[Stored data entries]
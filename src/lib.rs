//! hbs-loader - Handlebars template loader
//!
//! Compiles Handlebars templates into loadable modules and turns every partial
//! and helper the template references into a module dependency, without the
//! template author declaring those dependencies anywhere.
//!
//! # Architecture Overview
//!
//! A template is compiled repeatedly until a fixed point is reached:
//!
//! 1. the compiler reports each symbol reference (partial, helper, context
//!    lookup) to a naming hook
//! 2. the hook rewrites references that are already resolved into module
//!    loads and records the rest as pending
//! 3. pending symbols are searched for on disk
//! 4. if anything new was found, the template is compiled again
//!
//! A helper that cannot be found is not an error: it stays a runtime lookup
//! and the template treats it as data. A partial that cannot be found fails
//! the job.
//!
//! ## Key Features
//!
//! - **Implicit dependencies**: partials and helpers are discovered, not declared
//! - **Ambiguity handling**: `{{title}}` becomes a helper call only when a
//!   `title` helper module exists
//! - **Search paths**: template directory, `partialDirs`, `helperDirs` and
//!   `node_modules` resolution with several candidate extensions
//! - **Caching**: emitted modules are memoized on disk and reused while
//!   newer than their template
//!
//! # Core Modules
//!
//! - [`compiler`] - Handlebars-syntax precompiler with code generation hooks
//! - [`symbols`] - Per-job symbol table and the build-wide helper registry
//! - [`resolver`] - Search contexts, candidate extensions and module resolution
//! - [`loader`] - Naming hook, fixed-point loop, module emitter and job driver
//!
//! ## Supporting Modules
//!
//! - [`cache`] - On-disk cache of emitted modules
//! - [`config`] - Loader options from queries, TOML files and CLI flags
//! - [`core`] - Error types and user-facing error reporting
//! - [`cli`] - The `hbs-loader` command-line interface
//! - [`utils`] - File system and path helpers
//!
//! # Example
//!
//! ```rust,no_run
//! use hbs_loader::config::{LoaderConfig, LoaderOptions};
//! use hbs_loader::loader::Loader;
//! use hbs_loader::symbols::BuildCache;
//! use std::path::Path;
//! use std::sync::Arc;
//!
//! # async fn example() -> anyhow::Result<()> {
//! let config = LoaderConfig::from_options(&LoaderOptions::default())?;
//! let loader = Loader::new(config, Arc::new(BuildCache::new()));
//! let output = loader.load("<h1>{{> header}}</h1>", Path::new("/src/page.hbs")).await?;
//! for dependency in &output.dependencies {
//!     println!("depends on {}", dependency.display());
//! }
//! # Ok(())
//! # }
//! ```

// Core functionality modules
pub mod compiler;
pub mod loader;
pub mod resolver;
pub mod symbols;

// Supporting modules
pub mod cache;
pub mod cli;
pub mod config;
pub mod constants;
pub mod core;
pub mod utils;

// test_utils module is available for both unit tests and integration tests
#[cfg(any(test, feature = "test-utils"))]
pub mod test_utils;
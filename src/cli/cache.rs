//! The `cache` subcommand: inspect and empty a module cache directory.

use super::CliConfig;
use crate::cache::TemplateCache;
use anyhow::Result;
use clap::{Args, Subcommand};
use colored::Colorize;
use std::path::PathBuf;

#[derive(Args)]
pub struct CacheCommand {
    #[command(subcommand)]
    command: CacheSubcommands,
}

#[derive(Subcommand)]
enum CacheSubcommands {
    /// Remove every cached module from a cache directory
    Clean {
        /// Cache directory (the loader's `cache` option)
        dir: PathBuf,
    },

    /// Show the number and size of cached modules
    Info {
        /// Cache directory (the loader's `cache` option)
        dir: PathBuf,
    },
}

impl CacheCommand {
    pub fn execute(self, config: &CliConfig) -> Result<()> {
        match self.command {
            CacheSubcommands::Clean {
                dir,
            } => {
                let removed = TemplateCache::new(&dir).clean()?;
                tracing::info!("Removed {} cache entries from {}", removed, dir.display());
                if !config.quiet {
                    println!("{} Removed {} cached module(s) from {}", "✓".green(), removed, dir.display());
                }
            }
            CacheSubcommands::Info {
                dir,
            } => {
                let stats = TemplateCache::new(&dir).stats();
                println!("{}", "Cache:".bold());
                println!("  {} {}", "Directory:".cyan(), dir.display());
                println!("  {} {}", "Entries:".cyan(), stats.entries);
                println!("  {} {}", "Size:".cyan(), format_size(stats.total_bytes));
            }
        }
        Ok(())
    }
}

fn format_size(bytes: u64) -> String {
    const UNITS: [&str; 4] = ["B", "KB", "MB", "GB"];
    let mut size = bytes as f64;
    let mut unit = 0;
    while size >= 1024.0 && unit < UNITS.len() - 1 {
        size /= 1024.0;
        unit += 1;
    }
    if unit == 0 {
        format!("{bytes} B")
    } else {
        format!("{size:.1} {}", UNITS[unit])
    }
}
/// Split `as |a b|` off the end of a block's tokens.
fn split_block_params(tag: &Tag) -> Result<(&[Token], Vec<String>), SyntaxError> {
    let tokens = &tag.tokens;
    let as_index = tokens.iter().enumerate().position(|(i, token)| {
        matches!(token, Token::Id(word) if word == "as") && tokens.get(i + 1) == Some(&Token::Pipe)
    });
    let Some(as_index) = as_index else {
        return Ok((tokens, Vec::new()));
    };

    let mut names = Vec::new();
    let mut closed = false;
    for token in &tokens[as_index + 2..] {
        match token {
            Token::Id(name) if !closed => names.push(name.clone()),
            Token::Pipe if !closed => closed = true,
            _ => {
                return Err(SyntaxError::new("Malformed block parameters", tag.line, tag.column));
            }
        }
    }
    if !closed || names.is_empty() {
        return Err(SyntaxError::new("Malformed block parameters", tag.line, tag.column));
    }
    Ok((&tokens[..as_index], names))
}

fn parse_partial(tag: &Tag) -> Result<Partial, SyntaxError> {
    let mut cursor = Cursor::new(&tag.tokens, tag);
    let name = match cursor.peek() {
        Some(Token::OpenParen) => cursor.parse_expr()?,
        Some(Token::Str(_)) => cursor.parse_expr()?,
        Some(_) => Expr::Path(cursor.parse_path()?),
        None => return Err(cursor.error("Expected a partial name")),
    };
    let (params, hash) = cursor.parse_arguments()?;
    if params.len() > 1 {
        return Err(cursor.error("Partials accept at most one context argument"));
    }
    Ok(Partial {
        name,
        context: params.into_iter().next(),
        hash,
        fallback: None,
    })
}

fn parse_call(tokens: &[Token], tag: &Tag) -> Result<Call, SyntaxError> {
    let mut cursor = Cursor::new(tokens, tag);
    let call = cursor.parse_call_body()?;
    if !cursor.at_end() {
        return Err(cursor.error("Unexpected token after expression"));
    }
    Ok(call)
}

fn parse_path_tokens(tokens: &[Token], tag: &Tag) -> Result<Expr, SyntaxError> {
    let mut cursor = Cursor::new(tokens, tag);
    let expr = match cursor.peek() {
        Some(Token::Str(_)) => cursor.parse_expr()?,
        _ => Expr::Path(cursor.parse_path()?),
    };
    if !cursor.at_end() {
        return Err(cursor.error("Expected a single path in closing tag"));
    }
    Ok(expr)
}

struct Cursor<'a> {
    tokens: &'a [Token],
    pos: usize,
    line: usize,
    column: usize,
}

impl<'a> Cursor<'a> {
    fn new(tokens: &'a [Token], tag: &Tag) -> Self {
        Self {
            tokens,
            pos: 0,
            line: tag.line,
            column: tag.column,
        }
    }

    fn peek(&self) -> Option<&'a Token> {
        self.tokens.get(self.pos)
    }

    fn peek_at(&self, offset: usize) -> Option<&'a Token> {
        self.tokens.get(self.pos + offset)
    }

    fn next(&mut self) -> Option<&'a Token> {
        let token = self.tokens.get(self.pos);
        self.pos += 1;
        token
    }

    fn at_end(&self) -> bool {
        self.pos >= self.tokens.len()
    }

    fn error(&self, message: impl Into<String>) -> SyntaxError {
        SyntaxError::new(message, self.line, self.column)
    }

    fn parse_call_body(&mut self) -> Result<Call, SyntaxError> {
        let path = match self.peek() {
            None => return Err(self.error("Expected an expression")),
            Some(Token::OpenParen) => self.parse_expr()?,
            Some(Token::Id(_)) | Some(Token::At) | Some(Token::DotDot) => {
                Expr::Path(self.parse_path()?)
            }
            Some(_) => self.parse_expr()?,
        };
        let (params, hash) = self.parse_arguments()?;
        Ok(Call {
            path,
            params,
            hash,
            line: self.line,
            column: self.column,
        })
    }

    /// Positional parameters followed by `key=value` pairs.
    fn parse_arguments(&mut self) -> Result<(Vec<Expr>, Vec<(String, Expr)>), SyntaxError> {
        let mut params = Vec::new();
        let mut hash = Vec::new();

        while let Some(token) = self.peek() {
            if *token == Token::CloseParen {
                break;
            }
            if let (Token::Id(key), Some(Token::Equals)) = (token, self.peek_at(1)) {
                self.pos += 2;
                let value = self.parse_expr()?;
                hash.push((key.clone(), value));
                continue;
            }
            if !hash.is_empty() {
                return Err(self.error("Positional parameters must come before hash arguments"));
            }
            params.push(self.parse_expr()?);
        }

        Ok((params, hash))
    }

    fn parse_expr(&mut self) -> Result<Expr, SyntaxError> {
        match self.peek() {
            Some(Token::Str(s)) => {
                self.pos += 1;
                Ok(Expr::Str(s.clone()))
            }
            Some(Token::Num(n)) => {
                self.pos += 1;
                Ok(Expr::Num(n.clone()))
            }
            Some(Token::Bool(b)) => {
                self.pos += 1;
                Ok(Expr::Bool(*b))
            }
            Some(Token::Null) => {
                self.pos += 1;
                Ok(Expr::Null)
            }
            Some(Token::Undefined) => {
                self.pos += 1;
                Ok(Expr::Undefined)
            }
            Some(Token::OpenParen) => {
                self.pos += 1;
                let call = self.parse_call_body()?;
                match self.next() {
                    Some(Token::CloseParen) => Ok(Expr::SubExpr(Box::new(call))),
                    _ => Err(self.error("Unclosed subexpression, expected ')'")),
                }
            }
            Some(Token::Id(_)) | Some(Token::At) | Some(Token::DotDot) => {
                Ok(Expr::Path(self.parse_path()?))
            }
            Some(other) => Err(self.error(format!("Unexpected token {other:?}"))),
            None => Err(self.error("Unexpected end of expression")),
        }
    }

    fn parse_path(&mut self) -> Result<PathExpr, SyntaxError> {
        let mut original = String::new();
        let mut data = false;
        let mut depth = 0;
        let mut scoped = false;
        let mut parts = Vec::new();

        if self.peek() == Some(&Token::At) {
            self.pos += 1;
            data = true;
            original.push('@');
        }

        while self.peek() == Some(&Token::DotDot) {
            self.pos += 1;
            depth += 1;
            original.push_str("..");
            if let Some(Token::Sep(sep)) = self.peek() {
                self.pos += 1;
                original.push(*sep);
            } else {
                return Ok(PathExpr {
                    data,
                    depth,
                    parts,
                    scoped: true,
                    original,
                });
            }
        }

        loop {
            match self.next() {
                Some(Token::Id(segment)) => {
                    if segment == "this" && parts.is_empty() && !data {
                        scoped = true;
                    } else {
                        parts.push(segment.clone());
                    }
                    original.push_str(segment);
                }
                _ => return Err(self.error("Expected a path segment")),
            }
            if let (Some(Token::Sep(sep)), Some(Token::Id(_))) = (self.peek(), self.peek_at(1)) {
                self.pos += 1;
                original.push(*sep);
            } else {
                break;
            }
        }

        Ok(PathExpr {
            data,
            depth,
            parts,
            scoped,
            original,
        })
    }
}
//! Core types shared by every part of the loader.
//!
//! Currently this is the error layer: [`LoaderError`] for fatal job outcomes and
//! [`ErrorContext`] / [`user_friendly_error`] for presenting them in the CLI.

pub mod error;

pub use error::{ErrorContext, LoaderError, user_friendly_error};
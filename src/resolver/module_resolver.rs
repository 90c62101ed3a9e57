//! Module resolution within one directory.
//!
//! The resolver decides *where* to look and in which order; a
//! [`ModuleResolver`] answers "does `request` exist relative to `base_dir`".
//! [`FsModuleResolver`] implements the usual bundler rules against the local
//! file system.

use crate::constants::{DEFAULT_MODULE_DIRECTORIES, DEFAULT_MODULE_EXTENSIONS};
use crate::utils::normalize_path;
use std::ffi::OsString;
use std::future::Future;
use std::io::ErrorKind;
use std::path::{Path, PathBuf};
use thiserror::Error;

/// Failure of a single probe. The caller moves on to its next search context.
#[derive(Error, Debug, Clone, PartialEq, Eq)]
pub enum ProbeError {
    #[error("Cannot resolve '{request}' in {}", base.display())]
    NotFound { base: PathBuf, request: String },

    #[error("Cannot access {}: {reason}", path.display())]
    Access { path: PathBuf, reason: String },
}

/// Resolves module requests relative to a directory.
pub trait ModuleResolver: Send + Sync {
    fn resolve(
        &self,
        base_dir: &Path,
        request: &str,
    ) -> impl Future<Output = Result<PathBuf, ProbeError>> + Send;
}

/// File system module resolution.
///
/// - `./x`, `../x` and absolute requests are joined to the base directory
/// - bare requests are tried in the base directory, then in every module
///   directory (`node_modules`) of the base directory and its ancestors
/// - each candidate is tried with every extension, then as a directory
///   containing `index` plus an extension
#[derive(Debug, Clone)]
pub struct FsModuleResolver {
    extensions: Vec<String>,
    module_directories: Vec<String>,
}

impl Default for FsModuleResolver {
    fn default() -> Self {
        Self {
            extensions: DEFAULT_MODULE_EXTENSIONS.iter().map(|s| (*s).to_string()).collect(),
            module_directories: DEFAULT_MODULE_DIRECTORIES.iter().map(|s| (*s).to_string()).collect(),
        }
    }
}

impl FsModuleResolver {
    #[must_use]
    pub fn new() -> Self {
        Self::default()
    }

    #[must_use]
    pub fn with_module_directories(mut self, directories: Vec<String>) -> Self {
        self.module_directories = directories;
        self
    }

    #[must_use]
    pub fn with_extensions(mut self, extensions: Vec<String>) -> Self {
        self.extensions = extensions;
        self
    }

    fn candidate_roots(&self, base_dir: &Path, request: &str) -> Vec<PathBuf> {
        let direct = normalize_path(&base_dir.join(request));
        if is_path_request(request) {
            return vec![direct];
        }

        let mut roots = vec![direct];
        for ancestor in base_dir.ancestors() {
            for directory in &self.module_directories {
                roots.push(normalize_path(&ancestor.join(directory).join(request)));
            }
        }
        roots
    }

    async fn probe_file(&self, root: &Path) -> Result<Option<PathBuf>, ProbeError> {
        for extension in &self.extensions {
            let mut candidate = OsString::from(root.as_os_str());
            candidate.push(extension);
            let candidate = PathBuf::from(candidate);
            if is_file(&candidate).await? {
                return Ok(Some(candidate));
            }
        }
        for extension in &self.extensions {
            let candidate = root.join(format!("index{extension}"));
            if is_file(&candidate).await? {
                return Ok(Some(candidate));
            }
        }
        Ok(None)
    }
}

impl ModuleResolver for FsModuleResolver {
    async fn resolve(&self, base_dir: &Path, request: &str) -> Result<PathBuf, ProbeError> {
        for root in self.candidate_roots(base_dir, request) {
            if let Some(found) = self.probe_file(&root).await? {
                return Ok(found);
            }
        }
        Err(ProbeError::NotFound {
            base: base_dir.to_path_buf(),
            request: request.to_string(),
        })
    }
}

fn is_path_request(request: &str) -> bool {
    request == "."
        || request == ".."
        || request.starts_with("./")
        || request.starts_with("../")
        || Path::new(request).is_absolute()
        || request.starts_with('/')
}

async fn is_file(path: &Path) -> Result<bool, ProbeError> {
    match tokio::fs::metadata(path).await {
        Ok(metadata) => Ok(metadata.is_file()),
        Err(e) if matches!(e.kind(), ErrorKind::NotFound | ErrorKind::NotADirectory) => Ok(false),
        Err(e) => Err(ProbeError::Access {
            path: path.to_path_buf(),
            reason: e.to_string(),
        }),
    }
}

* _EXERCISE REQUIREMENTS_: Where does the word "pending" occur in the records? Return every line that holds it.

* _SOLUTION_:
//!    loads and records the rest as pending
//! 3. pending symbols are searched for on disk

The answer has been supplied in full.